Data-processing block 308 is the main pipelined data path for encrypting or decrypting data blocks and comprises seven segments, each controlled by controller 306 via one of 306(1)a-306(7)a. The topmost segment, segment 308(1), receives either a new input block from I&B module 201 via path 201g or a fed-back partly-processed data block from segment 308(7) via path 308a. Each segment comprises the hardware circuitry for performing the transformations of one round of the AES algorithm, encryption or decryption, on the received data block, using the corresponding key segment in key E&S module 206 and command segment in controller 306. Each segment 308(i) is adapted to perform one round of a cipher-function transformation on a transitory data block. As used here, the term “transitory block” refers to the state of a data block in any round of a cipher-function transformation. Note that, depending on control instructions from controller 203, a segment 308(i) may simply pass through a transitory data block without transforming the transitory data block.

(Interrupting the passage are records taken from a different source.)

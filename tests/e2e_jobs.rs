mod support;

use std::collections::BTreeMap;
use std::ffi::OsStr;
use std::sync::Arc;

use serde_json::json;
use tempfile::tempdir;

use support::{
    ConnectionMode, closed_port, run_trafficgen, spawn_recording_server_or_skip,
    spawn_server_or_skip,
};
use trafficgen::config::JobConfig;
use trafficgen::entropy::Entropy;
use trafficgen::http::{HttpJob, JobEnv};
use trafficgen::metrics::{HttpOutcome, MetricsRegistry, MetricsSink};
use trafficgen::pacing::IterationBudget;
use trafficgen::shutdown::shutdown_channel;

fn run_async_test<F>(future: F) -> Result<(), String>
where
    F: std::future::Future<Output = Result<(), String>>,
{
    let runtime = tokio::runtime::Builder::new_multi_thread()
        .worker_threads(2)
        .enable_all()
        .build()
        .map_err(|err| format!("Failed to build runtime: {}", err))?;
    runtime.block_on(future)
}

fn env_with(registry: &Arc<MetricsRegistry>) -> JobEnv {
    JobEnv {
        metrics: Arc::clone(registry) as Arc<dyn MetricsSink>,
        entropy: Arc::new(Entropy::from_seed(99)),
        debug: true,
    }
}

async fn run_job(config: &JobConfig, env: &JobEnv) -> Result<(HttpJob, u64), String> {
    let job = HttpJob::prepare(config, env).map_err(|err| err.to_string())?;
    let (shutdown_tx, _) = shutdown_channel();
    let mut budget = IterationBudget::new(config.count, shutdown_tx.subscribe());
    let ran = job.run(&mut budget).await;
    Ok((job, ran))
}

fn host_of(base: &str) -> Result<String, String> {
    base.strip_prefix("http://")
        .map(str::to_owned)
        .ok_or_else(|| format!("Unexpected base url: {}", base))
}

#[test]
fn e2e_job_sends_rendered_requests_byte_exact() -> Result<(), String> {
    let Some((base, server)) = spawn_recording_server_or_skip(500)? else {
        return Ok(());
    };
    run_async_test(async {
        let registry = Arc::new(MetricsRegistry::new());
        let env = env_with(&registry);
        let config = JobConfig {
            method: "POST".to_owned(),
            path: format!("{}/a/../items/%7e/{{{{ random_int 100 }}}}?q=1", base),
            body: "hello".to_owned(),
            headers: BTreeMap::from([(
                "X-{{ random_regex \"(alpha|beta)\" }}".to_owned(),
                "{{ random_uuid }}".to_owned(),
            )]),
            count: Some(12),
            ..JobConfig::default()
        };

        let (job, ran) = run_job(&config, &env).await?;
        if ran != 12 {
            return Err(format!("Expected 12 iterations, ran {}", ran));
        }

        let host = host_of(&base)?;
        let ok = registry.http_count(&host, "POST", HttpOutcome::Success);
        let failed = registry.http_count(&host, "POST", HttpOutcome::Fail);
        if ok != 12 || failed != 0 {
            return Err(format!("Unexpected outcomes: ok={} failed={}", ok, failed));
        }
        if registry.traffic(job.stream()) == 0 {
            return Err("Expected traffic volume to be recorded".to_owned());
        }

        let heads = server.heads();
        if heads.len() != 12 {
            return Err(format!("Expected 12 requests, server saw {}", heads.len()));
        }
        for head in heads {
            let lines: Vec<&str> = head.split("\r\n").collect();
            let request_line = lines.first().copied().unwrap_or_default();
            if !request_line.starts_with("POST /a/../items/%7e/")
                || !request_line.ends_with("?q=1 HTTP/1.1")
            {
                return Err(format!("Unexpected request line: {}", request_line));
            }
            let names: Vec<&str> = lines
                .iter()
                .skip(1)
                .filter_map(|line| line.split_once(": ").map(|(name, _)| name))
                .collect();
            let custom = names.get(2).copied().unwrap_or_default();
            if names.len() != 4
                || names.first() != Some(&"Host")
                || names.get(1) != Some(&"User-Agent")
                || !(custom == "X-alpha" || custom == "X-beta")
                || names.get(3) != Some(&"Content-Length")
            {
                return Err(format!("Unexpected header names {:?} in: {}", names, head));
            }
            if !lines.contains(&format!("Host: {}", host).as_str())
                || !lines.contains(&"Content-Length: 5")
            {
                return Err(format!("Unexpected Host or Content-Length: {}", head));
            }
            if !head.contains("\r\nUser-Agent: Mozilla/5.0") {
                return Err(format!("Missing randomized User-Agent: {}", head));
            }
        }
        Ok(())
    })
}

#[test]
fn e2e_job_tunnels_through_proxy_list() -> Result<(), String> {
    let Some((proxy, server)) = spawn_recording_server_or_skip(200)? else {
        return Ok(());
    };
    run_async_test(async {
        let registry = Arc::new(MetricsRegistry::new());
        let env = env_with(&registry);
        let config = JobConfig {
            path: "http://upstream.invalid/resource".to_owned(),
            client: json!({ "proxy_urls": format!("[\"{}\"]", proxy), "timeout": "5s" }),
            count: Some(3),
            ..JobConfig::default()
        };

        let (job, ran) = run_job(&config, &env).await?;
        if ran != 3 || job.client().proxies().len() != 1 {
            return Err(format!("Unexpected run: ran={}", ran));
        }
        if registry.http_count("upstream.invalid", "GET", HttpOutcome::Success) != 3 {
            return Err("Expected three proxied successes".to_owned());
        }
        let tunnels = server.tunnels();
        if tunnels.len() != 3 {
            return Err(format!("Expected 3 tunnels, saw {}", tunnels.len()));
        }
        for tunnel in tunnels {
            if !tunnel.starts_with("CONNECT upstream.invalid:80 HTTP/1.1\r\n")
                || tunnel.contains("Proxy-Authorization")
            {
                return Err(format!("Unexpected CONNECT: {}", tunnel));
            }
        }
        let heads = server.heads();
        if heads.len() != 3 {
            return Err(format!("Expected 3 tunnelled requests, saw {}", heads.len()));
        }
        for head in heads {
            if !head.starts_with("GET /resource HTTP/1.1\r\nHost: upstream.invalid\r\n") {
                return Err(format!("Expected an origin-form request: {}", head));
            }
        }
        Ok(())
    })
}

#[test]
fn e2e_job_sends_each_proxy_only_its_own_credentials() -> Result<(), String> {
    let Some((first, first_server)) = spawn_recording_server_or_skip(200)? else {
        return Ok(());
    };
    let Some((second, second_server)) = spawn_recording_server_or_skip(200)? else {
        return Ok(());
    };
    let first_host = host_of(&first)?;
    let second_host = host_of(&second)?;
    run_async_test(async {
        let registry = Arc::new(MetricsRegistry::new());
        let env = env_with(&registry);
        let proxies = format!(
            "[\"http://ua:pa@{}\",\"http://ub:pb@{}\"]",
            first_host, second_host
        );
        let config = JobConfig {
            path: "http://upstream.invalid/resource".to_owned(),
            client: json!({ "proxy_urls": proxies, "timeout": "5s" }),
            count: Some(20),
            ..JobConfig::default()
        };

        let (_job, ran) = run_job(&config, &env).await?;
        if ran != 20 {
            return Err(format!("Expected 20 iterations, ran {}", ran));
        }
        if registry.http_count("upstream.invalid", "GET", HttpOutcome::Success) != 20 {
            return Err("Expected every proxied request to succeed".to_owned());
        }

        // Basic ua:pa and ub:pb.
        let checks = [
            (&first_server, "dWE6cGE=", "dWI6cGI="),
            (&second_server, "dWI6cGI=", "dWE6cGE="),
        ];
        let mut used = 0usize;
        for (server, own, other) in checks {
            let tunnels = server.tunnels();
            for tunnel in &tunnels {
                let expected = format!("\r\nProxy-Authorization: Basic {}", own);
                if !tunnel.contains(&expected) || tunnel.contains(other) {
                    return Err(format!("Wrong credentials sent to proxy: {}", tunnel));
                }
            }
            for head in server.heads() {
                if head.to_ascii_lowercase().contains("proxy-authorization") {
                    return Err(format!("Credentials leaked into a request: {}", head));
                }
            }
            if tunnels.is_empty() {
                return Err("Expected both proxies to be used".to_owned());
            }
            used = used.saturating_add(tunnels.len());
        }
        if used != 20 {
            return Err(format!("Expected one tunnel per request, saw {}", used));
        }
        Ok(())
    })
}

#[test]
fn e2e_job_reuses_a_kept_alive_tunnel() -> Result<(), String> {
    let Some((proxy, server)) = spawn_server_or_skip(200, ConnectionMode::KeepAlive)? else {
        return Ok(());
    };
    run_async_test(async {
        let registry = Arc::new(MetricsRegistry::new());
        let env = env_with(&registry);
        let config = JobConfig {
            path: "http://upstream.invalid/resource".to_owned(),
            client: json!({ "proxy_urls": format!("[\"{}\"]", proxy), "timeout": "5s" }),
            count: Some(5),
            ..JobConfig::default()
        };

        let (_job, ran) = run_job(&config, &env).await?;
        if ran != 5 {
            return Err(format!("Expected 5 iterations, ran {}", ran));
        }
        let tunnels = server.tunnels().len();
        let requests = server.heads().len();
        if tunnels != 1 || requests != 5 {
            return Err(format!(
                "Expected one tunnel carrying 5 requests, saw {} tunnels and {} requests",
                tunnels, requests
            ));
        }
        Ok(())
    })
}

#[test]
fn e2e_job_counts_unreachable_target_as_failure() -> Result<(), String> {
    let port = closed_port()?;
    run_async_test(async {
        let registry = Arc::new(MetricsRegistry::new());
        let env = env_with(&registry);
        let config = JobConfig {
            path: format!("http://127.0.0.1:{}/", port),
            client: json!({ "timeout": "2s" }),
            count: Some(2),
            ..JobConfig::default()
        };

        let (job, ran) = run_job(&config, &env).await?;
        if ran != 2 {
            return Err(format!("Expected 2 iterations, ran {}", ran));
        }
        let host = format!("127.0.0.1:{}", port);
        if registry.http_count(&host, "GET", HttpOutcome::Fail) != 2
            || registry.http_count(&host, "GET", HttpOutcome::Success) != 0
        {
            return Err("Expected two failures and no successes".to_owned());
        }
        // Empty method, no body or headers: only the path is counted.
        let expected_volume = u64::try_from(config.path.len())
            .map_err(|err| err.to_string())?
            .saturating_mul(2);
        if registry.traffic(job.stream()) != expected_volume {
            return Err(format!(
                "Expected {} bytes, got {}",
                expected_volume,
                registry.traffic(job.stream())
            ));
        }
        Ok(())
    })
}

#[test]
fn e2e_cli_runs_jobs_file_to_completion() -> Result<(), String> {
    let Some((base, server)) = spawn_recording_server_or_skip(204)? else {
        return Ok(());
    };
    let dir = tempdir().map_err(|err| format!("tempdir failed: {}", err))?;
    let path = dir.path().join("jobs.toml");
    let content = format!(
        r#"
[[jobs]]
name = "cli"
instances = 2

[jobs.args]
method = "GET"
path = "{}/ping?n={{{{ random_int 10 }}}}"
count = 3
"#,
        base
    );
    std::fs::write(&path, content).map_err(|err| format!("write failed: {}", err))?;

    let output = run_trafficgen([
        OsStr::new("--config"),
        path.as_os_str(),
        OsStr::new("--seed"),
        OsStr::new("7"),
        OsStr::new("--report-interval"),
        OsStr::new("1s"),
    ])?;
    if !output.status.success() {
        return Err(format!(
            "trafficgen failed: {}",
            String::from_utf8_lossy(&output.stderr)
        ));
    }
    let heads = server.heads();
    if heads.len() != 6 {
        return Err(format!("Expected 6 requests, server saw {}", heads.len()));
    }
    Ok(())
}

#[test]
fn e2e_cli_rejects_missing_jobs_file() -> Result<(), String> {
    let dir = tempdir().map_err(|err| format!("tempdir failed: {}", err))?;
    let missing = dir.path().join("absent.toml");
    let output = run_trafficgen([OsStr::new("--config"), missing.as_os_str()])?;
    if output.status.success() {
        return Err("Expected a missing jobs file to fail".to_owned());
    }
    Ok(())
}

Segment 308(1) additionally comprises circuitry for performing (1) preliminary-round processing, (2) first-round processing, (3) last-round processing, (4) and auxiliary-data processing, whether before or after the rounds of AES processing. Segment 308(1) is adapted to both start processing a new input data block and finish processing a fed-back processed data block for output via path 202a. Note that, in alternative implementations, different and/or additional segments of data-processing block may be adapted to perform auxiliary-data processing and/or output the output block via path 202a.


An embodiment of the invention has been described where MM-AES module 108 of FIG. 2 is capable of interleaved processing of up to eight different data streams using independent modes. Alternative embodiments of the invention have an MM-AES module that is capable of interleaved processing of a different number of data streams by making adjustments that would be known to a person of ordinary skill in the art. In one alternative embodiment, the MM-AES module is capable of processing multiples data streams but using only one AES mode of operation. In yet another alternative embodiment, the MM-AES module is capable of processing only one data stream at a time. In these alternative embodiments, there may be modifications and simplifications to the control commands to take advantage of the simplified processing options.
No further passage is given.